A community serious about solutions needs a different habit.
We need to be willing to accept true information even when it complicates our argument. We need to be willing to reject false information even when it would help our side. We need to be willing to revise our views when the evidence changes. We need to be willing to say, “I do not know enough yet,” even when certainty would feel more comfortable.
That is not indecision. It is integrity.
And if we can practice that kind of discernment, then our disagreements may become more useful. Not easier, necessarily. Not smaller. But more honest, more grounded, and more capable of leading somewhere better.
Local Problems Do Not Fit Neatly Into Sides
This kind of discernment is so important because the issues in front of us are not simple.
Clallam County is a beautiful place, but it is not an easy place to build a life for everyone. We have small towns with deep histories, rural areas with distinct needs, natural resources that shape both our economy and our identity, and communities where people often know each other across many different roles.
That closeness can be one of our strengths. It can also make disagreement feel personal.
When national politics filters down into local issues, it often arrives with ready-made categories. One side is told what compassion should sound like. Another side is told what responsibility should sound like. One side is told who cares about workers. Another side is told who cares about taxpayers. The script is already written before the local facts are even considered.
But Clallam County’s problems do not fit neatly into those scripts.
Homelessness is not only a public safety issue, only a mental health issue, only an addiction issue, only an economic issue, or only a personal responsibility issue.

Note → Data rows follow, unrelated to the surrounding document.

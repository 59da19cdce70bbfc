use chrono::NaiveDate;
use tracing::debug;

use super::Article;

/// Keeps articles published on or after a cutoff day.
#[derive(Debug, Clone, Copy)]
pub struct ArticleSelector {
    cutoff: NaiveDate,
}

impl ArticleSelector {
    pub fn new(cutoff: NaiveDate) -> Self {
        Self { cutoff }
    }

    pub fn cutoff(&self) -> NaiveDate {
        self.cutoff
    }

    /// Day-granularity comparison on the date as published, offset ignored;
    /// the boundary day is included.
    pub fn is_selected(&self, article: &Article) -> bool {
        article.published_at.date_naive() >= self.cutoff
    }

    pub fn select(&self, articles: Vec<Article>) -> Vec<Article> {
        let total = articles.len();
        let selected: Vec<Article> = articles
            .into_iter()
            .filter(|article| self.is_selected(article))
            .collect();

        debug!(
            "Selected {} of {} articles on or after {}",
            selected.len(),
            total,
            self.cutoff
        );
        selected
    }
}
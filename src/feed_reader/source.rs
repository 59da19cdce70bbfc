use serde::{Deserialize, Serialize};
use std::fmt;
use std::path::{Path, PathBuf};
use url::Url;

use crate::error::{CoinSeerError, Result};

/// Identifier of one syndication feed: an http(s) URL, a `file://` URI or a local path.
#[derive(Debug, Clone, PartialEq, Eq, Hash, Serialize, Deserialize)]
#[serde(transparent)]
pub struct FeedSource(String);

impl FeedSource {
    pub fn new(id: impl Into<String>) -> Self {
        Self(id.into())
    }

    pub fn as_str(&self) -> &str {
        &self.0
    }

    pub fn is_remote(&self) -> bool {
        let lower = self.0.to_ascii_lowercase();
        lower.starts_with("http://") || lower.starts_with("https://")
    }

    /// Local filesystem path for non-remote sources. `file://` URIs are
    /// percent-decoded.
    pub fn local_path(&self) -> Option<PathBuf> {
        if self.is_remote() {
            return None;
        }
        match self.0.strip_prefix("file://") {
            Some(rest) => Some(
                Url::parse(&self.0)
                    .ok()
                    .and_then(|uri| uri.to_file_path().ok())
                    .unwrap_or_else(|| PathBuf::from(rest)),
            ),
            None => Some(PathBuf::from(&self.0)),
        }
    }
}

impl fmt::Display for FeedSource {
    fn fmt(&self, f: &mut fmt::Formatter<'_>) -> fmt::Result {
        f.write_str(&self.0)
    }
}

impl From<&str> for FeedSource {
    fn from(id: &str) -> Self {
        Self::new(id)
    }
}

/// One source per line; blank lines and `#` comments are skipped.
pub fn parse_feed_list(content: &str) -> Vec<FeedSource> {
    content
        .lines()
        .map(str::trim)
        .filter(|line| !line.is_empty() && !line.starts_with('#'))
        .map(FeedSource::new)
        .collect()
}

pub fn read_feed_list(path: &Path) -> Result<Vec<FeedSource>> {
    let content = std::fs::read_to_string(path).map_err(|e| {
        CoinSeerError::config_error(format!("Cannot read feed list {}: {}", path.display(), e))
    })?;
    Ok(parse_feed_list(&content))
}
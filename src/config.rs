use chrono::NaiveDate;
use serde::{Deserialize, Serialize};
use std::env;
use std::path::PathBuf;
use std::time::Duration;
use tracing::{info, warn};

use crate::error::{CoinSeerError, Result};
use crate::feed_reader::{read_feed_list, FeedSource};
use crate::sentiment::ClassificationPolicy;
use crate::tagger::AliasTable;

#[derive(Debug, Clone, Serialize, Deserialize)]
pub struct Config {
    pub feeds_file: PathBuf,
    pub cutoff: Option<NaiveDate>,
    pub alias_table_path: Option<PathBuf>,
    pub feed_timeout_secs: u64,

    // Classification settings
    pub classifier_url: Option<String>,
    pub classification_policy: ClassificationPolicy,
    pub max_concurrent_classifications: usize,

    pub report_dir: PathBuf,
}

impl Default for Config {
    fn default() -> Self {
        Self {
            feeds_file: PathBuf::from("Data/Feeds.txt"),
            cutoff: None,
            alias_table_path: None,
            feed_timeout_secs: 30,
            classifier_url: None,
            classification_policy: ClassificationPolicy::Abort,
            max_concurrent_classifications: 8,
            report_dir: PathBuf::from("./reports"),
        }
    }
}

pub fn parse_cutoff(value: &str) -> Result<NaiveDate> {
    NaiveDate::parse_from_str(value.trim(), "%Y-%m-%d").map_err(|e| {
        CoinSeerError::config_error(format!(
            "Invalid cutoff date \"{}\" (expected YYYY-MM-DD): {}",
            value, e
        ))
    })
}

fn parse_number<T: std::str::FromStr>(key: &str, value: &str) -> Result<T> {
    value
        .trim()
        .parse()
        .map_err(|_| CoinSeerError::config_error(format!("{} must be a number, got \"{}\"", key, value)))
}

impl Config {
    /// Defaults overridden by whatever `lookup` returns for each variable.
    pub fn from_lookup<F>(lookup: F) -> Result<Self>
    where
        F: Fn(&str) -> Option<String>,
    {
        let mut config = Config::default();

        if let Some(feeds_file) = lookup("FEEDS_FILE") {
            config.feeds_file = PathBuf::from(feeds_file);
        }

        if let Some(cutoff) = lookup("CUTOFF_DATE") {
            config.cutoff = Some(parse_cutoff(&cutoff)?);
        }

        if let Some(path) = lookup("ALIAS_TABLE_PATH") {
            config.alias_table_path = Some(PathBuf::from(path));
        }

        if let Some(timeout) = lookup("FEED_TIMEOUT_SECS") {
            config.feed_timeout_secs = parse_number("FEED_TIMEOUT_SECS", &timeout)?;
        }

        if let Some(url) = lookup("CLASSIFIER_URL") {
            if !url.trim().is_empty() {
                config.classifier_url = Some(url);
            }
        }

        if let Some(policy) = lookup("CLASSIFICATION_POLICY") {
            config.classification_policy = policy.parse()?;
        }

        if let Some(limit) = lookup("MAX_CONCURRENT_CLASSIFICATIONS") {
            config.max_concurrent_classifications =
                parse_number("MAX_CONCURRENT_CLASSIFICATIONS", &limit)?;
        }

        if let Some(dir) = lookup("REPORT_DIR") {
            config.report_dir = PathBuf::from(dir);
        }

        Ok(config)
    }

    /// The cutoff is mandatory; a run without one never starts.
    pub fn cutoff_date(&self) -> Result<NaiveDate> {
        self.cutoff.ok_or_else(|| {
            CoinSeerError::config_error("No cutoff date configured (set CUTOFF_DATE or pass --cutoff)")
        })
    }

    pub fn alias_table(&self) -> Result<AliasTable> {
        match &self.alias_table_path {
            Some(path) => AliasTable::from_file(path),
            None => Ok(AliasTable::default()),
        }
    }

    pub fn feed_sources(&self) -> Result<Vec<FeedSource>> {
        read_feed_list(&self.feeds_file)
    }

    pub fn feed_timeout(&self) -> Duration {
        Duration::from_secs(self.feed_timeout_secs)
    }

    /// Checks everything a run needs before any feed is touched.
    pub fn validate(&self) -> Result<()> {
        self.cutoff_date()?;
        self.alias_table()?;
        if self.feed_timeout_secs == 0 {
            return Err(CoinSeerError::config_error("FEED_TIMEOUT_SECS must be positive"));
        }
        if self.max_concurrent_classifications == 0 {
            return Err(CoinSeerError::config_error(
                "MAX_CONCURRENT_CLASSIFICATIONS must be positive",
            ));
        }
        Ok(())
    }
}

pub async fn load_config() -> Result<Config> {
    Config::from_lookup(|key| env::var(key).ok())
}

pub async fn initialize_config(config: &Config) -> Result<()> {
    info!("Checking configuration...");

    config.validate()?;
    info!("Cutoff date: {}", config.cutoff_date()?);

    let sources = config.feed_sources()?;
    if sources.is_empty() {
        warn!("Feed list {} contains no sources", config.feeds_file.display());
    }
    for source in &sources {
        info!("Feed source: {}", source);
    }

    let table = config.alias_table()?;
    for (currency, aliases) in table.iter() {
        let aliases: Vec<&str> = aliases.iter().map(String::as_str).collect();
        info!("{}: {}", currency, aliases.join(", "));
    }

    match &config.classifier_url {
        Some(url) => info!("Classifier: remote ({})", url),
        None => info!("Classifier: built-in lexicon"),
    }
    info!("Classification failure policy: {:?}", config.classification_policy);

    info!("Configuration looks good!");
    Ok(())
}
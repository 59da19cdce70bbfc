use thiserror::Error;
use std::io;

#[derive(Error, Debug)]
pub enum CoinSeerError {
    #[error("Configuration error: {0}")]
    Config(String),

    #[error("IO error: {0}")]
    Io(#[from] io::Error),

    #[error("Feed source unavailable: {source_id}: {reason}")]
    SourceUnavailable { source_id: String, reason: String },

    #[error("Cannot parse feed {source_id}: {reason}")]
    SourceParse { source_id: String, reason: String },

    #[error("Feed source timed out after {seconds}s: {source_id}")]
    SourceTimeout { source_id: String, seconds: u64 },

    #[error("Classification failed for \"{text}\": {reason}")]
    Classification { text: String, reason: String },

    #[error("Report error: {0}")]
    Report(String),
}

impl CoinSeerError {
    pub fn config_error(msg: impl Into<String>) -> Self {
        Self::Config(msg.into())
    }

    pub fn source_unavailable(source_id: impl Into<String>, reason: impl ToString) -> Self {
        Self::SourceUnavailable {
            source_id: source_id.into(),
            reason: reason.to_string(),
        }
    }

    pub fn source_parse(source_id: impl Into<String>, reason: impl ToString) -> Self {
        Self::SourceParse {
            source_id: source_id.into(),
            reason: reason.to_string(),
        }
    }

    pub fn classification_error(text: impl Into<String>, reason: impl ToString) -> Self {
        Self::Classification {
            text: text.into(),
            reason: reason.to_string(),
        }
    }

    pub fn report_error(msg: impl Into<String>) -> Self {
        Self::Report(msg.into())
    }

    /// Errors the feed loader recovers from by skipping the offending source.
    pub fn is_source_failure(&self) -> bool {
        matches!(
            self,
            Self::SourceUnavailable { .. } | Self::SourceParse { .. } | Self::SourceTimeout { .. }
        )
    }
}

pub type Result<T> = std::result::Result<T, CoinSeerError>;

It can involve all of those things at once. If we choose only one lens and refuse to look through the others, we will miss something important.
Economic development is not only about growth. It is about what kind of growth, who benefits from it, whether it creates lasting local value, whether wages can support local families, whether small businesses can survive, whether young people can stay, and whether we are strengthening the community instead of simply increasing activity.
Public safety is not only about enforcement. It is also about prevention, accountability, trust, treatment capacity, repeat behavior, victim impact, officer capacity, public spaces, and whether people feel safe enough to participate fully in community life.
Environmental stewardship is not only about saying no to harm. It is also about saying yes to responsibility, restoration, resilience, wise use, local livelihoods, and the long-term health of the place we love.
These issues are interconnected. Pull on one thread, and another moves.
That is why purely partisan thinking fails us. It tries to make complicated local realities behave like simple national arguments. It rewards the phrase that wins the room, not necessarily the solution that works on the ground. It encourages us to defend our side before we understand the whole problem. It pushes us toward certainty when what we need first is clarity.
And clarity takes work.
It takes listening to the person whose business has been damaged and the person trying to survive outside. It takes listening to the taxpayer asking where the money is going and the public servant trying to meet legal, practical, and human responsibilities with limited resources. It takes listening to the environmental advocate, the employer, the worker, the service provider, the police officer, the teacher, the parent, and the person whose life does not fit cleanly into any public comment category.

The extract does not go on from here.